WHAT THIS TASK INVOLVES
Return only the lines running from the top of the entries to the line with "const ENTITY: &str", inclusive, exactly as written.

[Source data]
//! Repository for clip documents and their time-review write-backs.

use std::collections::HashSet;

use testimony_core::clip_repair::RepairProposal;
use testimony_core::clip_time::{ClipTimeRecord, TimeField};
use testimony_core::error::CoreError;
use testimony_core::types::{ClipId, Seconds};

use crate::error::DbError;
use crate::models::clip::ClipDocument;
use crate::models::review::{ClipReview, ReviewStatus};
use crate::store::ClipStore;

/// Entity name used in `NotFound` errors.
const ENTITY: &str = "clip";

/// Provides reads and review actions for clip documents.
pub struct ClipRepo;

impl ClipRepo {
    /// Documents in stored order, optionally restricted to one episode.
    pub fn list<'a>(store: &'a ClipStore, episode: Option<&str>) -> Vec<&'a ClipDocument> {
        store
            .documents()
            .iter()
            .filter(|doc| match episode {
                Some(ep) => doc.episode().as_deref() == Some(ep),
                None => true,
            })
            .collect()
    }

    pub fn find_by_id<'a>(store: &'a ClipStore, id: &str) -> Option<&'a ClipDocument> {
        store.documents().iter().find(|doc| doc.id == id)
    }

    /// Like [`find_by_id`](Self::find_by_id) but a missing clip is an error.
    pub fn get<'a>(store: &'a ClipStore, id: &str) -> Result<&'a ClipDocument, DbError> {
        Self::find_by_id(store, id).ok_or_else(|| not_found(id))
    }

    /// Normalized time records in stored order.
    pub fn time_records(store: &ClipStore, episode: Option<&str>) -> Vec<ClipTimeRecord> {
        Self::list(store, episode)
            .into_iter()
            .map(ClipDocument::time_record)
            .collect()
    }

    /// Ids of clips whose review stamp excludes them from audits.
    pub fn resolved_ids(store: &ClipStore) -> HashSet<ClipId> {
        store
            .documents()
            .iter()
            .filter(|doc| doc.is_resolved())
            .map(|doc| doc.id.clone())
            .collect()
    }

    /// Ids of clips whose times were rewritten and whose media is stale.
    pub fn pending_reprocess(store: &ClipStore) -> Vec<ClipId> {
        store
            .documents()
            .iter()
            .filter(|doc| doc.review().is_some_and(|r| r.needs_reprocess))
            .map(|doc| doc.id.clone())
            .collect()
    }

    /// Write a repair proposal's values back to the clip.
    ///
    /// The proposal must target this clip and carry a full range. The clip
    /// is stamped `repaired` and flagged for reprocessing.
    pub async fn apply_repair(
        store: &mut ClipStore,
        id: &str,
        proposal: &RepairProposal,
        actor: &str,
    ) -> Result<ClipDocument, DbError> {
        let actor = require_actor(actor)?;
        if proposal.clip_id != id {
            return Err(CoreError::Validation(format!(
                "repair proposal is for clip '{}', not '{id}'",
                proposal.clip_id
            ))
            .into());
        }
        let (start, end) = repair_range(proposal)?;

        let updated = update_document(store, id, |doc| {
            write_repair(doc, proposal, start, end, &actor)
        })
        .await?;

        tracing::info!(
            clip_id = %id,
            actor = %actor,
            kind = %proposal.kind,
            confidence = %proposal.confidence,
            start,
            end,
            "Applied clip time repair",
        );
        Ok(updated)
    }

    /// Apply a batch of repair proposals and persist the store once.
    ///
    /// Proposals that cannot be applied are logged and skipped. If the save
    /// fails, every change in the batch is rolled back.
    pub async fn apply_repairs(
        store: &mut ClipStore,
        proposals: &[RepairProposal],
        actor: &str,
    ) -> Result<Vec<ClipId>, DbError> {
        let actor = require_actor(actor)?;

        let mut originals: Vec<(usize, ClipDocument)> = Vec::new();
        let mut applied = Vec::new();
        for proposal in proposals {
            match stage_repair(store, proposal, &actor) {
                Ok(original) => {
                    originals.push(original);
                    applied.push(proposal.clip_id.clone());
                }
                Err(err) => {
                    tracing::warn!(clip_id = %proposal.clip_id, error = %err, "Skipped clip repair");
                }
            }
        }
        if applied.is_empty() {
            return Ok(applied);
        }

        if let Err(err) = store.save().await {
            tracing::error!(count = applied.len(), error = %err, "Failed to persist repair batch");
            for (index, original) in originals.into_iter().rev() {
                store.documents[index] = original;
            }
            return Err(err);
        }

        tracing::info!(actor = %actor, applied = applied.len(), "Applied clip time repairs");
        Ok(applied)
    }

    /// Dismiss the finding; the recorded times are correct.
    pub async fn mark_false_positive(
        store: &mut ClipStore,
        id: &str,
        actor: &str,
        note: Option<&str>,
    ) -> Result<ClipDocument, DbError> {
        Self::stamp_without_edit(store, id, ReviewStatus::FalsePositive, actor, note).await
    }

    /// Record that the clip was looked at but leave it in future audits.
    pub async fn defer(
        store: &mut ClipStore,
        id: &str,
        actor: &str,
        note: Option<&str>,
    ) -> Result<ClipDocument, DbError> {
        Self::stamp_without_edit(store, id, ReviewStatus::Deferred, actor, note).await
    }

    /// Overwrite the clip's times with reviewer-supplied values.
    pub async fn manual_edit(
        store: &mut ClipStore,
        id: &str,
        start: Seconds,
        end: Seconds,
        actor: &str,
    ) -> Result<ClipDocument, DbError> {
        let actor = require_actor(actor)?;
        check_times(start, end)?;

        let updated = update_document(store, id, |doc| {
            let review = next_review(doc, ReviewStatus::Approved, actor.clone(), true);
            doc.set_times(start, end);
            doc.set_review(&review)
        })
        .await?;

        tracing::info!(clip_id = %id, actor = %actor, start, end, "Edited clip times");
        Ok(updated)
    }

    /// Confirm that a clip's media was re-cut against its corrected times.
    ///
    /// Only valid for clips stamped with `needsReprocess`.
    pub async fn mark_reprocessed(
        store: &mut ClipStore,
        id: &str,
        actor: &str,
    ) -> Result<ClipDocument, DbError> {
        let actor = require_actor(actor)?;
        let prior = Self::get(store, id)?
            .review()
            .filter(|review| review.needs_reprocess)
            .ok_or_else(|| {
                CoreError::Conflict(format!("clip '{id}' is not awaiting reprocessing"))
            })?;

        let updated = update_document(store, id, |doc| {
            let review = ClipReview {
                status: ReviewStatus::Reprocessed,
                reviewed_by: actor.clone(),
                reviewed_at: chrono::Utc::now(),
                needs_reprocess: false,
                ..prior
            };
            doc.set_review(&review)
        })
        .await?;

        tracing::info!(clip_id = %id, actor = %actor, "Marked clip reprocessed");
        Ok(updated)
    }

    /// Revert every review action on the clip.
    ///
    /// Restores the pre-review times when an action had rewritten them,
    /// then removes the stamp. Once the media has been re-cut against the
    /// edited times the undo is refused; a manual edit back to the old
    /// range queues a fresh re-cut instead.
    pub async fn undo_review(store: &mut ClipStore, id: &str) -> Result<ClipDocument, DbError> {
        let prior = Self::get(store, id)?
            .review()
            .ok_or_else(|| CoreError::Conflict(format!("clip '{id}' has no review to undo")))?;
        if prior.times_edited && !prior.needs_reprocess {
            return Err(CoreError::Conflict(format!(
                "clip '{id}' was already reprocessed against its edited times; \
                 edit the times instead of undoing"
            ))
            .into());
        }

        let updated = update_document(store, id, |doc| {
            if prior.times_edited {
                doc.restore_times(
                    prior.previous_start_time_seconds,
                    prior.previous_end_time_seconds,
                );
            }
            doc.clear_review();
            Ok(())
        })
        .await?;

        tracing::info!(
            clip_id = %id,
            status = %prior.status,
            restored_times = prior.times_edited,
            "Undid clip review",
        );
        Ok(updated)
    }

    async fn stamp_without_edit(
        store: &mut ClipStore,
        id: &str,
        status: ReviewStatus,
        actor: &str,
        note: Option<&str>,
    ) -> Result<ClipDocument, DbError> {
        let actor = require_actor(actor)?;
        let note = note
            .map(str::trim)
            .filter(|n| !n.is_empty())
            .map(str::to_string);

        let updated = update_document(store, id, |doc| {
            let mut review = next_review(doc, status, actor.clone(), false);
            review.note = note;
            doc.set_review(&review)
        })
        .await?;

        tracing::info!(clip_id = %id, actor = %actor, status = %status, "Recorded clip review");
        Ok(updated)
    }
}

// ---------------------------------------------------------------------------
// Helpers
// ---------------------------------------------------------------------------

fn not_found(id: &str) -> DbError {
    CoreError::NotFound {
        entity: ENTITY,
        id: id.to_string(),
    }
    .into()
}

fn require_actor(actor: &str) -> Result<String, CoreError> {
    let trimmed = actor.trim();
    if trimmed.is_empty() {
        return Err(CoreError::Validation(
            "reviewer name must not be blank".to_string(),
        ));
    }
    Ok(trimmed.to_string())
}

/// The range a proposal would write, checked for use as clip times.
fn repair_range(proposal: &RepairProposal) -> Result<(Seconds, Seconds), CoreError> {
    let (start, end) = proposal.proposed_range().ok_or_else(|| {
        CoreError::Validation(format!(
            "no repair values proposed for clip '{}'; edit the times manually",
            proposal.clip_id
        ))
    })?;
    check_times(start, end)?;
    Ok((start, end))
}

fn write_repair(
    doc: &mut ClipDocument,
    proposal: &RepairProposal,
    start: Seconds,
    end: Seconds,
    actor: &str,
) -> Result<(), serde_json::Error> {
    let mut review = next_review(doc, ReviewStatus::Repaired, actor.to_string(), true);
    review.finding_kind = Some(proposal.kind);
    review.rationale = Some(proposal.rationale.clone());
    doc.set_times(start, end);
    doc.set_review(&review)
}

/// Apply one proposal in memory, returning the replaced document.
fn stage_repair(
    store: &mut ClipStore,
    proposal: &RepairProposal,
    actor: &str,
) -> Result<(usize, ClipDocument), DbError> {
    let (start, end) = repair_range(proposal)?;
    let index = store
        .position(&proposal.clip_id)
        .ok_or_else(|| not_found(&proposal.clip_id))?;

    let mut updated = store.documents[index].clone();
    write_repair(&mut updated, proposal, start, end, actor).map_err(|source| DbError::Json {
        path: store.path().to_path_buf(),
        source,
    })?;
    Ok((index, std::mem::replace(&mut store.documents[index], updated)))
}

fn check_times(start: Seconds, end: Seconds) -> Result<(), CoreError> {
    for (field, value) in [(TimeField::Start, start), (TimeField::End, end)] {
        if !value.is_finite() || value < 0.0 {
            return Err(CoreError::Validation(format!(
                "{field} time must be a non-negative number of seconds, got {value}"
            )));
        }
    }
    Ok(())
}

/// Build the stamp for a new action.
///
/// Pre-review times are captured on the first action that rewrites them and
/// carried forward by every later action, so undo always returns to the
/// unreviewed state.
fn next_review(
    doc: &ClipDocument,
    status: ReviewStatus,
    actor: String,
    edits_times: bool,
) -> ClipReview {
    let mut review = ClipReview {
        status,
        reviewed_by: actor,
        reviewed_at: chrono::Utc::now(),
        times_edited: false,
        previous_start_time_seconds: None,
        previous_end_time_seconds: None,
        finding_kind: None,
        rationale: None,
        note: None,
        needs_reprocess: false,
    };

    match doc.review().filter(|prior| prior.times_edited) {
        Some(prior) => {
            review.times_edited = true;
            review.previous_start_time_seconds = prior.previous_start_time_seconds;
            review.previous_end_time_seconds = prior.previous_end_time_seconds;
            review.needs_reprocess = prior.needs_reprocess;
        }
        None if edits_times => {
            let record = doc.time_record();
            let recorded = |field: TimeField, value: Seconds| {
                (!record.coerced_fields.contains(&field)).then_some(value)
            };
            review.times_edited = true;
            review.previous_start_time_seconds =
                recorded(TimeField::Start, record.start_time_seconds);
            review.previous_end_time_seconds = recorded(TimeField::End, record.end_time_seconds);
        }
        None => {}
    }

    if edits_times {
        review.needs_reprocess = true;
    }
    review
}

/// Mutate one document and persist the store.
///
/// The change is applied to a copy; if saving fails the in-memory store is
/// left exactly as it was.
async fn update_document<F>(
    store: &mut ClipStore,
    id: &str,
    mutate: F,
) -> Result<ClipDocument, DbError>
where
    F: FnOnce(&mut ClipDocument) -> Result<(), serde_json::Error>,
{
    let index = store.position(id).ok_or_else(|| not_found(id))?;

    let mut updated = store.documents[index].clone();
    mutate(&mut updated).map_err(|source| DbError::Json {
        path: store.path().to_path_buf(),
        source,
    })?;

    let original = std::mem::replace(&mut store.documents[index], updated);
    if let Err(err) = store.save().await {
        tracing::error!(clip_id = %id, error = %err, "Failed to persist clip review");
        store.documents[index] = original;
        return Err(err);
    }
    Ok(store.documents[index].clone())
}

SOLUTION
//! Repository for clip documents and their time-review write-backs.

use std::collections::HashSet;

use testimony_core::clip_repair::RepairProposal;
use testimony_core::clip_time::{ClipTimeRecord, TimeField};
use testimony_core::error::CoreError;
use testimony_core::types::{ClipId, Seconds};

use crate::error::DbError;
use crate::models::clip::ClipDocument;
use crate::models::review::{ClipReview, ReviewStatus};
use crate::store::ClipStore;

/// Entity name used in `NotFound` errors.
const ENTITY: &str = "clip";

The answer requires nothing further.